CRESPINA LORENZANA — Con una dura nota dal titolo “Lorenzana dimenticata dopo la fusione: senza servizi e senza risorse” i consiglieri di opposizione “Orizzonte comune” lamentano la mancanza “di investimenti e di risorse” dirottati – a loro dire – invece tutti sulla dirimpettaia Crespina.

“Negli ultimi e praticamente unici due consigli comunali dall’insediamento della nuova amministrazione – si sottolinea – sono state discusse e varate misure di importanza cruciale per il territorio e la popolazione: il primo, provvisorio ma significativo, bilancio della fusione fra i due Comuni mette in luce la totale assenza di Lorenzana dai piani programmatici della nuova amministrazione. E la variante strutturale al piano urbanistico riprende quella dell’ex Comune di Crespina: e anche qui Lorenzana non viene neanche contemplata”.

“Al consiglio comunale dell’8 settembre il sindaco D’Addona ha presentato il programma triennale dei lavori pubblici – rilevano i due consiglieri di opposizione –. Al netto dei lavori comuni sulla nuova scuola media, le strade, le piazze e i cimiteri, nel triennio il programma impegna il Comune per 2.684mila euro, dei quali 2.584mila euro all’ex Comune di Crespina e 100mila euro all’ex Comune di Lorenzana: meno che briciole”.

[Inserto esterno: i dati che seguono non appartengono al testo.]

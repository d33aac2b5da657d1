use repo_exam::config::Config;
use repo_exam::models::parse_repo_url;
use repo_exam::services::{DocumentService, ExamService};
use repo_exam::utils::logging;

#[tokio::test]
#[ignore] // 默认忽略，需要手动运行：cargo test -- --ignored
async fn test_list_documents_from_public_repo() {
    // 初始化日志
    logging::init();

    // 加载配置
    let config = Config::from_env();

    let repo = parse_repo_url("https://github.com/rust-lang/mdBook").expect("URL 解析失败");

    let document_service = DocumentService::new(&config);
    let files = document_service.list_documents(&repo).await;

    println!("找到 {} 个文档文件", files.len());
    for file in &files {
        println!("  - {}", file.path);
    }
    assert!(!files.is_empty(), "公开仓库中应该能找到 markdown 文档");
}

#[tokio::test]
#[ignore]
async fn test_list_documents_missing_repo_yields_empty() {
    logging::init();

    let config = Config::from_env();

    // 不存在的仓库：清单降级为空结果，而不是报错
    let repo = parse_repo_url("https://github.com/this-owner-does-not-exist-xyz/nope")
        .expect("URL 解析失败");

    let document_service = DocumentService::new(&config);
    let files = document_service.list_documents(&repo).await;
    assert!(files.is_empty());
}

#[tokio::test]
#[ignore] // 需要配置 LLM_API_KEY 才能运行
async fn test_author_exam_end_to_end() {
    logging::init();

    let config = Config::from_env();

    let repo = parse_repo_url("https://github.com/rust-lang/mdBook").expect("URL 解析失败");

    let document_service = DocumentService::new(&config);
    let files = document_service.list_documents(&repo).await;
    assert!(!files.is_empty(), "应该能找到文档");

    // 只取第一个文件出题，控制请求规模
    let documents = document_service
        .fetch_documents(&files[..1])
        .await
        .expect("下载文档失败");

    let exam_service = ExamService::new(&config);
    let exam = exam_service.author_exam(&documents).await.expect("出题失败");

    println!("生成试卷: 《{}》 共 {} 题", exam.title, exam.questions.len());
    assert!(!exam.questions.is_empty());
}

“Gli atti finora deliberati dalla nuova amministrazione denotano una totale assenza di un’idea comune di sviluppo, di analisi e promozione delle potenzialità di un territorio diventato unico. Al di là delle risorse infatti – concludono i consiglieri di Orizzonte Comune – la cosa più preoccupante è vedere come il processo di fusione, che per il Comune più piccolo doveva rappresentare una opportunità di sviluppo e di sopravvivenza, di fatto somigli di più a un’annessione che porta vantaggi esclusivamente al Comune più grande. Lorenzana si trova così quasi senza servizi e senza risorse”.